Il faut dire, aussi, que le rythme est usant. Surtout quand les pilotes n'y mettent pas du leur. Preuve en est la sortie surréaliste du pilote américain Colin Edwards en conférence de presse au Laguna Seca.

“La question lui était posée de savoir s'il voyait des entraves à ce qu'il obtienne de meilleurs résultats avec la moto. Il courrait chez la team Forward à l'époque, j'étais attachée de presse et, surtout, la seule de l'équipe à ses côtés. On était au mois d'août et tout le monde était en vacances, sauf moi. Colin a alors répondu, dans le plus grand des calmes : “My bike is a piece of shit” (“Ma moto c'est de la merde” en français, NDLR). J'étais paniquée, je ne savais absolument pas quoi faire !”
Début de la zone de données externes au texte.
//! WebSocket transport implementation using `tokio-tungstenite`.

use std::net::SocketAddr;
use std::sync::atomic::{AtomicU64, Ordering};

use futures_util::stream::{SplitSink, SplitStream};
use futures_util::{SinkExt, StreamExt};
use tokio::net::{TcpListener, TcpStream};
use tokio::sync::Mutex;
use tokio_tungstenite::WebSocketStream;
use tokio_tungstenite::tungstenite::Message;

use crate::{Connection, ConnectionId, Transport, TransportError};

/// Counter for generating unique connection IDs.
static NEXT_CONNECTION_ID: AtomicU64 = AtomicU64::new(1);

type WsStream = WebSocketStream<TcpStream>;

/// A WebSocket-based [`Transport`] that listens for incoming connections.
pub struct WebSocketTransport {
    listener: TcpListener,
}

impl WebSocketTransport {
    /// Binds a new WebSocket transport to the given address.
    pub async fn bind(addr: &str) -> Result<Self, TransportError> {
        let listener = TcpListener::bind(addr)
            .await
            .map_err(TransportError::AcceptFailed)?;
        tracing::info!(addr, "WebSocket transport listening");
        Ok(Self { listener })
    }

    /// Returns the address the listener is bound to.
    pub fn local_addr(&self) -> std::io::Result<SocketAddr> {
        self.listener.local_addr()
    }
}

impl Transport for WebSocketTransport {
    type Connection = WebSocketConnection;
    type Error = TransportError;

    async fn accept(&mut self) -> Result<Self::Connection, Self::Error> {
        let (stream, addr) = self
            .listener
            .accept()
            .await
            .map_err(TransportError::AcceptFailed)?;

        let ws = tokio_tungstenite::accept_async(stream).await.map_err(|e| {
            TransportError::AcceptFailed(std::io::Error::new(
                std::io::ErrorKind::ConnectionRefused,
                e,
            ))
        })?;

        let id = ConnectionId::new(
            NEXT_CONNECTION_ID.fetch_add(1, Ordering::Relaxed),
        );
        tracing::debug!(%id, %addr, "accepted WebSocket connection");

        let (sink, stream) = ws.split();
        Ok(WebSocketConnection {
            id,
            sink: Mutex::new(sink),
            stream: Mutex::new(stream),
        })
    }
}

/// A single WebSocket connection.
///
/// The socket is split so a pending `recv` never blocks an outbound
/// broadcast on the same connection.
pub struct WebSocketConnection {
    id: ConnectionId,
    sink: Mutex<SplitSink<WsStream, Message>>,
    stream: Mutex<SplitStream<WsStream>>,
}

impl Connection for WebSocketConnection {
    type Error = TransportError;

    async fn send(&self, data: &[u8]) -> Result<(), Self::Error> {
        // Event frames are JSON, so they go out as text; anything else is
        // passed through as binary.
        let msg = match std::str::from_utf8(data) {
            Ok(text) => Message::Text(text.to_owned().into()),
            Err(_) => Message::Binary(data.to_vec().into()),
        };
        self.sink.lock().await.send(msg).await.map_err(|e| {
            TransportError::SendFailed(std::io::Error::new(
                std::io::ErrorKind::BrokenPipe,
                e,
            ))
        })
    }

    async fn recv(&self) -> Result<Option<Vec<u8>>, Self::Error> {
        let mut stream = self.stream.lock().await;
        loop {
            match stream.next().await {
                Some(Ok(Message::Text(text))) => {
                    return Ok(Some(text.as_bytes().to_vec()));
                }
                Some(Ok(Message::Binary(data))) => {
                    return Ok(Some(data.into()));
                }
                Some(Ok(Message::Close(_))) | None => return Ok(None),
                Some(Ok(_)) => continue, // skip ping/pong/frame
                Some(Err(e)) => {
                    return Err(TransportError::ReceiveFailed(
                        std::io::Error::new(
                            std::io::ErrorKind::ConnectionReset,
                            e,
                        ),
                    ));
                }
            }
        }
    }

    async fn close(&self) -> Result<(), Self::Error> {
        self.sink.lock().await.close().await.map_err(|e| {
            TransportError::SendFailed(std::io::Error::new(
                std::io::ErrorKind::BrokenPipe,
                e,
            ))
        })
    }

    fn id(&self) -> ConnectionId {
        self.id
    }
}
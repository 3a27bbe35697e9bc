//! The connection registry: which identity is behind which connection.
//!
//! # Deduplication invariant
//!
//! At most one entry per [`UserId`] exists at any time. Registering a user
//! who is already online removes the old entry *before* inserting the new
//! one, within the same call, so the invariant holds after every
//! transition.
//!
//! # Indexing
//!
//! Entries are keyed by connection. A secondary `UserId → ConnectionId`
//! index makes the "is this user already online?" check O(1); both maps
//! are only ever mutated together inside this type.

use std::collections::HashMap;

use realm_auth::{Identity, UserId};
use realm_transport::ConnectionId;

use crate::PresenceError;

#[derive(Debug, Default)]
pub struct ConnectionRegistry {
    /// Primary map: connection → identity.
    entries: HashMap<ConnectionId, Identity>,

    /// Secondary index: user → the one connection they are online on.
    by_user: HashMap<UserId, ConnectionId>,
}

impl ConnectionRegistry {
    pub fn new() -> Self {
        Self::default()
    }

    /// Registers `identity` on `connection_id`.
    ///
    /// If the same user is already registered on another connection, that
    /// entry is removed first and its connection id is returned so the
    /// caller can close it. Re-registering on the same connection returns
    /// `None`.
    pub fn register(
        &mut self,
        connection_id: ConnectionId,
        identity: Identity,
    ) -> Option<ConnectionId> {
        let user_id = identity.user_id;

        let evicted = match self.by_user.get(&user_id) {
            Some(&existing) if existing != connection_id => {
                self.entries.remove(&existing);
                Some(existing)
            }
            _ => None,
        };

        // The connection may have been registered as someone else before.
        if let Some(previous) = self.entries.insert(connection_id, identity) {
            if previous.user_id != user_id
                && self.by_user.get(&previous.user_id) == Some(&connection_id)
            {
                self.by_user.remove(&previous.user_id);
            }
        }
        self.by_user.insert(user_id, connection_id);

        evicted
    }

    /// Removes and returns the entry for `connection_id`. No-op (returns
    /// `None`) when there is none, so calling it twice is harmless.
    pub fn unregister(&mut self, connection_id: ConnectionId) -> Option<Identity> {
        let identity = self.entries.remove(&connection_id)?;
        if self.by_user.get(&identity.user_id) == Some(&connection_id) {
            self.by_user.remove(&identity.user_id);
        }
        Some(identity)
    }

    pub fn get(&self, connection_id: ConnectionId) -> Option<&Identity> {
        self.entries.get(&connection_id)
    }

    /// The connection a user is currently online on.
    pub fn connection_for(&self, user_id: UserId) -> Option<ConnectionId> {
        self.by_user.get(&user_id).copied()
    }

    pub fn contains(&self, connection_id: ConnectionId) -> bool {
        self.entries.contains_key(&connection_id)
    }

    /// Registered connection ids in ascending order.
    pub fn connection_ids(&self) -> Vec<ConnectionId> {
        let mut ids: Vec<ConnectionId> = self.entries.keys().copied().collect();
        ids.sort_unstable();
        ids
    }

    /// Registered identities sorted by user id.
    pub fn identities(&self) -> Vec<Identity> {
        let mut identities: Vec<Identity> = self.entries.values().cloned().collect();
        identities.sort_by_key(|identity| identity.user_id);
        identities
    }

    /// Empties the registry, returning the connection ids that were in it.
    pub fn clear(&mut self) -> Vec<ConnectionId> {
        let ids = self.connection_ids();
        self.entries.clear();
        self.by_user.clear();
        ids
    }

    pub fn len(&self) -> usize {
        self.entries.len()
    }

    pub fn is_empty(&self) -> bool {
        self.entries.is_empty()
    }

    /// Verifies that the primary map and the user index describe the same
    /// set of entries, one per user.
    pub fn check_consistency(&self) -> Result<(), PresenceError> {
        if self.entries.len() != self.by_user.len() {
            return Err(PresenceError::RegistryInvariantViolation(format!(
                "{} entries but {} indexed users",
                self.entries.len(),
                self.by_user.len()
            )));
        }
        for (user_id, connection_id) in &self.by_user {
            match self.entries.get(connection_id) {
                Some(identity) if identity.user_id == *user_id => {}
                _ => {
                    return Err(PresenceError::RegistryInvariantViolation(
                        format!("{user_id} indexed to {connection_id} without a matching entry"),
                    ));
                }
            }
        }
        Ok(())
    }
}
//! Per-connection handler: frame decoding and event routing.
//!
//! Each accepted connection gets its own Tokio task running this handler.
//! The flow is:
//!   1. Attach an outbound queue to the presence actor (the client gets
//!      the current `players_count` right away)
//!   2. Loop: write queued outbound events, decode inbound frames and
//!      forward them to the actor
//!   3. On `Outbound::Close`, client close or socket error: close and
//!      report the disconnect

use realm_presence::{CloseReason, Outbound, PresenceHandle, outbound_channel};
use realm_protocol::{ClientEvent, Codec, RawToken, ServerEvent};
use realm_transport::{Connection, ConnectionId, WebSocketConnection};

use crate::RealmError;

/// Reports the connection as gone when the handler exits, including on
/// error or panic. The command queue is unbounded, so this never blocks.
struct ConnectionGuard {
    connection_id: ConnectionId,
    presence: PresenceHandle,
}

impl Drop for ConnectionGuard {
    fn drop(&mut self) {
        let _ = self.presence.disconnect(self.connection_id);
    }
}

/// Handles a single connection from accept to close.
pub(crate) async fn handle_connection<C: Codec>(
    conn: WebSocketConnection,
    presence: PresenceHandle,
    codec: C,
) -> Result<(), RealmError> {
    let connection_id = conn.id();
    tracing::info!(%connection_id, "connection accepted");

    let (sink, mut outbound) = outbound_channel();
    presence.connect(connection_id, sink)?;
    let _guard = ConnectionGuard {
        connection_id,
        presence: presence.clone(),
    };

    loop {
        tokio::select! {
            item = outbound.recv() => match item {
                Some(Outbound::Event(event)) => {
                    let bytes = codec.encode(&event)?;
                    conn.send(&bytes).await?;
                }
                Some(Outbound::Close(reason)) => {
                    close(&conn, connection_id, reason).await;
                    break;
                }
                None => {
                    // The actor dropped our queue without a close.
                    close(&conn, connection_id, CloseReason::Shutdown).await;
                    break;
                }
            },
            frame = conn.recv() => match frame {
                Ok(Some(data)) => {
                    if !route_frame(&conn, &presence, &codec, &data).await? {
                        break;
                    }
                }
                Ok(None) => {
                    tracing::info!(%connection_id, "connection closed by client");
                    break;
                }
                Err(e) => {
                    tracing::debug!(%connection_id, error = %e, "recv error");
                    break;
                }
            },
        }
    }

    // _guard drops here → presence disconnect fires.
    Ok(())
}

/// Decodes one inbound frame and forwards it to the presence actor.
/// Returns `false` if the client asked to leave.
async fn route_frame<C: Codec>(
    conn: &WebSocketConnection,
    presence: &PresenceHandle,
    codec: &C,
    data: &[u8],
) -> Result<bool, RealmError> {
    let connection_id = conn.id();

    let event: ClientEvent = match codec.decode(data) {
        Ok(event) => event,
        Err(e) => {
            tracing::debug!(%connection_id, error = %e, "failed to decode frame");
            send_error(conn, codec, &format!("invalid frame: {e}")).await?;
            return Ok(true);
        }
    };

    match event {
        ClientEvent::Authenticate(payload) => {
            presence.authenticate(connection_id, RawToken::from_payload(payload))?;
        }
        ClientEvent::Ping(client_time) => {
            presence.ping(connection_id, client_time)?;
        }
        ClientEvent::Activity(item) => {
            presence.activity(connection_id, item)?;
        }
        ClientEvent::ChatMessage(draft) => {
            presence.chat(connection_id, draft)?;
        }
        ClientEvent::Disconnect(request) => {
            tracing::info!(%connection_id, reason = %request.reason, "client disconnected");
            let _ = conn.close().await;
            return Ok(false);
        }
    }

    Ok(true)
}

async fn close(conn: &WebSocketConnection, connection_id: ConnectionId, reason: CloseReason) {
    tracing::info!(%connection_id, %reason, "closing connection");
    if let Err(e) = conn.close().await {
        tracing::debug!(%connection_id, error = %e, "close failed");
    }
}

/// Sends an `error` event straight to the client, bypassing the actor.
async fn send_error<C: Codec>(
    conn: &WebSocketConnection,
    codec: &C,
    message: &str,
) -> Result<(), RealmError> {
    let bytes = codec.encode(&ServerEvent::Error {
        message: message.to_string(),
    })?;
    conn.send(&bytes).await?;
    Ok(())
}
Grand seigneur, Edwards finira l'interview en disant “Vanessa, where are you ? I'm sorry, i'm really sorry !”

C'est finalement Alexis Masbou, alors pilote en Moto 3, qui permettra à la carrière de Vanessa Guerra de prendre un tour inattendu.

Le sens du timing

Il sait qu'Eurosport cherche une femme, multilingue et spécialiste de moto qui pourrait devenir leur consultante dans les paddocks. Il pense tout de suite à Vanessa Guerra, il en parle à Sébastien Charpentier qui  lui fait passer des essais.

“Je me suis rendue dans les locaux d'Eurosport, j'ai passé des essais et j'ai été prise. Une semaine après, je passais mon baptême du feu sur le Grand-Prix de Jerez”.

De son expérience dans les écuries, au plus près des ingénieurs, du staff et des pilotes, elle en a tiré un sens du timing.

“Être journaliste dans les paddocks, c'est géré l'urgence. On vous donne l'antenne, il faut interviewer en quelques secondes la bonne personne, lui poser les bonnes questions. Savoir comment fonctionne une équipe, ça me permet de ne gêner personne, de comprendre à quel moment je peux poser des questions à telle ou telle personne. C'est pour ça, aussi, que les équipes me font confiance : elles savent que je comprends leurs impératifs, et que je ne leur demanderai jamais de parler dans un moment qui ne soit pas opportun.”

2, Vanessa Guerra retient d'abord que Marc Marquez est un cran au-dessus, comme intouchable.

“On s'attendait à sa victoire cette année, mais peut-être pas aussi facilement, même si rien n'est facile en moto surtout à ce niveau. Même si la saison a été intense, comme celles qui se succèdent le sont chaque fois un peu plus depuis plusieurs années, on aurait pu s'attendre à voir des Yamaha plus fortes.”

“Pour la saison qui arrive, il garde un temps d'avance, parce qu'intrinsèquement il est au-dessus. Mais il faudra se méfier de Lorenzo : je pense qu'il va s'adapter très vite et qu'il sera rapidement compétitif. Et puis, Johann Zarco, lui aussi il faudra le surveiller de près. Il a signé chez KTM et il pourrait bien créer la surprise l'année prochaine.”

Vanessa Guerra garde, elle aussi, un temps d'avance sur les journalistes et consultants moto. En connaissant de près le fonctionnement d'une équipe et en suivant les courses au plus proche, il n'y en a pas beaucoup qui peuvent lui tenir la dragée haute.